What you are asked to do -
This exercise calls for every record to be set down again, exactly and in full.

Data for analysis -

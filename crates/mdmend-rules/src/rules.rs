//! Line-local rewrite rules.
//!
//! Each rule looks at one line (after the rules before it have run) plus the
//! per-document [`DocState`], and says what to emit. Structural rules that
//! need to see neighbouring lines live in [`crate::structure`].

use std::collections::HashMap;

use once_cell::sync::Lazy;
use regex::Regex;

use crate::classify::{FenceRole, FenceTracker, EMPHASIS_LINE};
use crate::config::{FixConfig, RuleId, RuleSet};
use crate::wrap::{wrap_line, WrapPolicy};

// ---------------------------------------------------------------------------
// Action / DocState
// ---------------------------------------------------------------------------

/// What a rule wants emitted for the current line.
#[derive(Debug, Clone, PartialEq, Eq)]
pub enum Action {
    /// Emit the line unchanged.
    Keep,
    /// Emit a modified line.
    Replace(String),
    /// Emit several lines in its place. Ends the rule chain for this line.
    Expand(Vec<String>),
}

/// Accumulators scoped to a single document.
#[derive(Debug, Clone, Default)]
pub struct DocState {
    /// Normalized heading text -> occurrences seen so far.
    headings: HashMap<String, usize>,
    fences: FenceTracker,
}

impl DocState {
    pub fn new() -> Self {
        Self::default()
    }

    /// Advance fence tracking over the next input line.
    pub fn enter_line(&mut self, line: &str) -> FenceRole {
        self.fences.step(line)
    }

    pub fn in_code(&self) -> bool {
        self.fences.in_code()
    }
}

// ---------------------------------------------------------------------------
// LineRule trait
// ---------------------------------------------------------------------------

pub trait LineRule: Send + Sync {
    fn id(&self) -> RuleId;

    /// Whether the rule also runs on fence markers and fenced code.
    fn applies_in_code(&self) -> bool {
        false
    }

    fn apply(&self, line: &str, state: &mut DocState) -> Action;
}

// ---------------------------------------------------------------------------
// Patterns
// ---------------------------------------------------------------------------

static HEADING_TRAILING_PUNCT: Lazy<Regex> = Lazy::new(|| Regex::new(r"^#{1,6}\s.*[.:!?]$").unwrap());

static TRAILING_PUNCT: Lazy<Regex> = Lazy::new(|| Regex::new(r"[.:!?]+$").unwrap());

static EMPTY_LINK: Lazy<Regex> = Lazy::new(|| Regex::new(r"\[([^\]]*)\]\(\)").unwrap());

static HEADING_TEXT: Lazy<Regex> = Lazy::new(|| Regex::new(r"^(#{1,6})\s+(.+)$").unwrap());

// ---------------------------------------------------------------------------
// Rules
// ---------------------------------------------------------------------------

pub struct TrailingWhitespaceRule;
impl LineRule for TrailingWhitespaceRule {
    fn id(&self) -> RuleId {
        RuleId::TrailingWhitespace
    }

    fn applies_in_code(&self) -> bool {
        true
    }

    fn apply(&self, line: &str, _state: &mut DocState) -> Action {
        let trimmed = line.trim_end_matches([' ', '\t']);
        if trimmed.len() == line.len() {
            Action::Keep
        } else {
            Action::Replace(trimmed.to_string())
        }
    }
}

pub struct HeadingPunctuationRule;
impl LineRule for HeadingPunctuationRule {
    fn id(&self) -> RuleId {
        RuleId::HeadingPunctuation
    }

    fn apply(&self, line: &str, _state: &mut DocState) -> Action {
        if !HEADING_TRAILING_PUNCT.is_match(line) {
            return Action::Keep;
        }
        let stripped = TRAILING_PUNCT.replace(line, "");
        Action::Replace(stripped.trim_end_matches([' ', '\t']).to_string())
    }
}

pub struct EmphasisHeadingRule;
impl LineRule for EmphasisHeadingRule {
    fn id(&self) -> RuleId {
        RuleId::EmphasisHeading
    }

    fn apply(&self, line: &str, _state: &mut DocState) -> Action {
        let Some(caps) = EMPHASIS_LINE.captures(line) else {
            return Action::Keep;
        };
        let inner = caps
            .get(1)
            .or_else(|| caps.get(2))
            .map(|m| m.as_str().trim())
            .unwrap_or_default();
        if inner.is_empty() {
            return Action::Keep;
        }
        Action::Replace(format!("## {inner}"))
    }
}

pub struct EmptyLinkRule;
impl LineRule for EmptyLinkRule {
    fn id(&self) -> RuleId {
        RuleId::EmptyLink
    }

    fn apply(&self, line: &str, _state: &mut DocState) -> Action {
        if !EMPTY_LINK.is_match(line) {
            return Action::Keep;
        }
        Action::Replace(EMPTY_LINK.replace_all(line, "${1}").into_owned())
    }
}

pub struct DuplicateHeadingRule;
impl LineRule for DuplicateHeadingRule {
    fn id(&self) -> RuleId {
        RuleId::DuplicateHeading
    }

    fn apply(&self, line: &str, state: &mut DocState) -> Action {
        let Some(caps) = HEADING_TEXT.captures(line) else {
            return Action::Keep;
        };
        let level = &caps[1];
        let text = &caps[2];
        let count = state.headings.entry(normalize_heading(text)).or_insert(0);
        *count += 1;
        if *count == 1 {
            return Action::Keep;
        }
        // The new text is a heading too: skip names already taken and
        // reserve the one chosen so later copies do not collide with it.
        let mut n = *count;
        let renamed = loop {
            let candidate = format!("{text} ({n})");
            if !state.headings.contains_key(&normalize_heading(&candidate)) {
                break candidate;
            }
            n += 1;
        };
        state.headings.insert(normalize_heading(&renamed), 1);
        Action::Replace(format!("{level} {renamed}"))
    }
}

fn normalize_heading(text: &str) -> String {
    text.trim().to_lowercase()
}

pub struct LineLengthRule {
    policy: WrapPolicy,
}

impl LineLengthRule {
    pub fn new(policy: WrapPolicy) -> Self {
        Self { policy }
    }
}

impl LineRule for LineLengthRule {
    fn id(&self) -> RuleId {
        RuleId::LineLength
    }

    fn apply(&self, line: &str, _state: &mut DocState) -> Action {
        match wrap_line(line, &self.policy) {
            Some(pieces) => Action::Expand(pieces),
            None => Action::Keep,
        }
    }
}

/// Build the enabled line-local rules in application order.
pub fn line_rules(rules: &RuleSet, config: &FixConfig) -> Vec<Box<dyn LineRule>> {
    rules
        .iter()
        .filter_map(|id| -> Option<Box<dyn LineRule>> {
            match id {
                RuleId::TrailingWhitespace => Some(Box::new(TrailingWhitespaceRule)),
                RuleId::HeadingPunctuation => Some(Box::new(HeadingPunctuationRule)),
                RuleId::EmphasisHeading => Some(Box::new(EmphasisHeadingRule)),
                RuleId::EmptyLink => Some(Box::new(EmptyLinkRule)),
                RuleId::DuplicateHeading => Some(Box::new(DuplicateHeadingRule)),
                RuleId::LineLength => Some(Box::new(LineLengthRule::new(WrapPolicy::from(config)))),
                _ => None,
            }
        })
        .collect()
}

Worked solution -
filename crates/mdmend-rules/src/rules.rs
//! Line-local rewrite rules.
//!
//! Each rule looks at one line (after the rules before it have run) plus the
//! per-document [`DocState`], and says what to emit. Structural rules that
//! need to see neighbouring lines live in [`crate::structure`].

use std::collections::HashMap;

use once_cell::sync::Lazy;
use regex::Regex;

use crate::classify::{FenceRole, FenceTracker, EMPHASIS_LINE};
use crate::config::{FixConfig, RuleId, RuleSet};
use crate::wrap::{wrap_line, WrapPolicy};

// ---------------------------------------------------------------------------
// Action / DocState
// ---------------------------------------------------------------------------

/// What a rule wants emitted for the current line.
#[derive(Debug, Clone, PartialEq, Eq)]
pub enum Action {
    /// Emit the line unchanged.
    Keep,
    /// Emit a modified line.
    Replace(String),
    /// Emit several lines in its place. Ends the rule chain for this line.
    Expand(Vec<String>),
}

/// Accumulators scoped to a single document.
#[derive(Debug, Clone, Default)]
pub struct DocState {
    /// Normalized heading text -> occurrences seen so far.
    headings: HashMap<String, usize>,
    fences: FenceTracker,
}

impl DocState {
    pub fn new() -> Self {
        Self::default()
    }

    /// Advance fence tracking over the next input line.
    pub fn enter_line(&mut self, line: &str) -> FenceRole {
        self.fences.step(line)
    }

    pub fn in_code(&self) -> bool {
        self.fences.in_code()
    }
}

// ---------------------------------------------------------------------------
// LineRule trait
// ---------------------------------------------------------------------------

pub trait LineRule: Send + Sync {
    fn id(&self) -> RuleId;

    /// Whether the rule also runs on fence markers and fenced code.
    fn applies_in_code(&self) -> bool {
        false
    }

    fn apply(&self, line: &str, state: &mut DocState) -> Action;
}

// ---------------------------------------------------------------------------
// Patterns
// ---------------------------------------------------------------------------

static HEADING_TRAILING_PUNCT: Lazy<Regex> = Lazy::new(|| Regex::new(r"^#{1,6}\s.*[.:!?]$").unwrap());

static TRAILING_PUNCT: Lazy<Regex> = Lazy::new(|| Regex::new(r"[.:!?]+$").unwrap());

static EMPTY_LINK: Lazy<Regex> = Lazy::new(|| Regex::new(r"\[([^\]]*)\]\(\)").unwrap());

static HEADING_TEXT: Lazy<Regex> = Lazy::new(|| Regex::new(r"^(#{1,6})\s+(.+)$").unwrap());

// ---------------------------------------------------------------------------
// Rules
// ---------------------------------------------------------------------------

pub struct TrailingWhitespaceRule;
impl LineRule for TrailingWhitespaceRule {
    fn id(&self) -> RuleId {
        RuleId::TrailingWhitespace
    }

    fn applies_in_code(&self) -> bool {
        true
    }

    fn apply(&self, line: &str, _state: &mut DocState) -> Action {
        let trimmed = line.trim_end_matches([' ', '\t']);
        if trimmed.len() == line.len() {
            Action::Keep
        } else {
            Action::Replace(trimmed.to_string())
        }
    }
}

pub struct HeadingPunctuationRule;
impl LineRule for HeadingPunctuationRule {
    fn id(&self) -> RuleId {
        RuleId::HeadingPunctuation
    }

    fn apply(&self, line: &str, _state: &mut DocState) -> Action {
        if !HEADING_TRAILING_PUNCT.is_match(line) {
            return Action::Keep;
        }
        let stripped = TRAILING_PUNCT.replace(line, "");
        Action::Replace(stripped.trim_end_matches([' ', '\t']).to_string())
    }
}

pub struct EmphasisHeadingRule;
impl LineRule for EmphasisHeadingRule {
    fn id(&self) -> RuleId {
        RuleId::EmphasisHeading
    }

    fn apply(&self, line: &str, _state: &mut DocState) -> Action {
        let Some(caps) = EMPHASIS_LINE.captures(line) else {
            return Action::Keep;
        };
        let inner = caps
            .get(1)
            .or_else(|| caps.get(2))
            .map(|m| m.as_str().trim())
            .unwrap_or_default();
        if inner.is_empty() {
            return Action::Keep;
        }
        Action::Replace(format!("## {inner}"))
    }
}

pub struct EmptyLinkRule;
impl LineRule for EmptyLinkRule {
    fn id(&self) -> RuleId {
        RuleId::EmptyLink
    }

    fn apply(&self, line: &str, _state: &mut DocState) -> Action {
        if !EMPTY_LINK.is_match(line) {
            return Action::Keep;
        }
        Action::Replace(EMPTY_LINK.replace_all(line, "${1}").into_owned())
    }
}

pub struct DuplicateHeadingRule;
impl LineRule for DuplicateHeadingRule {
    fn id(&self) -> RuleId {
        RuleId::DuplicateHeading
    }

    fn apply(&self, line: &str, state: &mut DocState) -> Action {
        let Some(caps) = HEADING_TEXT.captures(line) else {
            return Action::Keep;
        };
        let level = &caps[1];
        let text = &caps[2];
        let count = state.headings.entry(normalize_heading(text)).or_insert(0);
        *count += 1;
        if *count == 1 {
            return Action::Keep;
        }
        // The new text is a heading too: skip names already taken and
        // reserve the one chosen so later copies do not collide with it.
        let mut n = *count;
        let renamed = loop {
            let candidate = format!("{text} ({n})");
            if !state.headings.contains_key(&normalize_heading(&candidate)) {
                break candidate;
            }
            n += 1;
        };
        state.headings.insert(normalize_heading(&renamed), 1);
        Action::Replace(format!("{level} {renamed}"))
    }
}

fn normalize_heading(text: &str) -> String {
    text.trim().to_lowercase()
}

pub struct LineLengthRule {
    policy: WrapPolicy,
}

impl LineLengthRule {
    pub fn new(policy: WrapPolicy) -> Self {
        Self { policy }
    }
}

impl LineRule for LineLengthRule {
    fn id(&self) -> RuleId {
        RuleId::LineLength
    }

    fn apply(&self, line: &str, _state: &mut DocState) -> Action {
        match wrap_line(line, &self.policy) {
            Some(pieces) => Action::Expand(pieces),
            None => Action::Keep,
        }
    }
}

/// Build the enabled line-local rules in application order.
pub fn line_rules(rules: &RuleSet, config: &FixConfig) -> Vec<Box<dyn LineRule>> {
    rules
        .iter()
        .filter_map(|id| -> Option<Box<dyn LineRule>> {
            match id {
                RuleId::TrailingWhitespace => Some(Box::new(TrailingWhitespaceRule)),
                RuleId::HeadingPunctuation => Some(Box::new(HeadingPunctuationRule)),
                RuleId::EmphasisHeading => Some(Box::new(EmphasisHeadingRule)),
                RuleId::EmptyLink => Some(Box::new(EmptyLinkRule)),
                RuleId::DuplicateHeading => Some(Box::new(DuplicateHeadingRule)),
                RuleId::LineLength => Some(Box::new(LineLengthRule::new(WrapPolicy::from(config)))),
                _ => None,
            }
        })
        .collect()
}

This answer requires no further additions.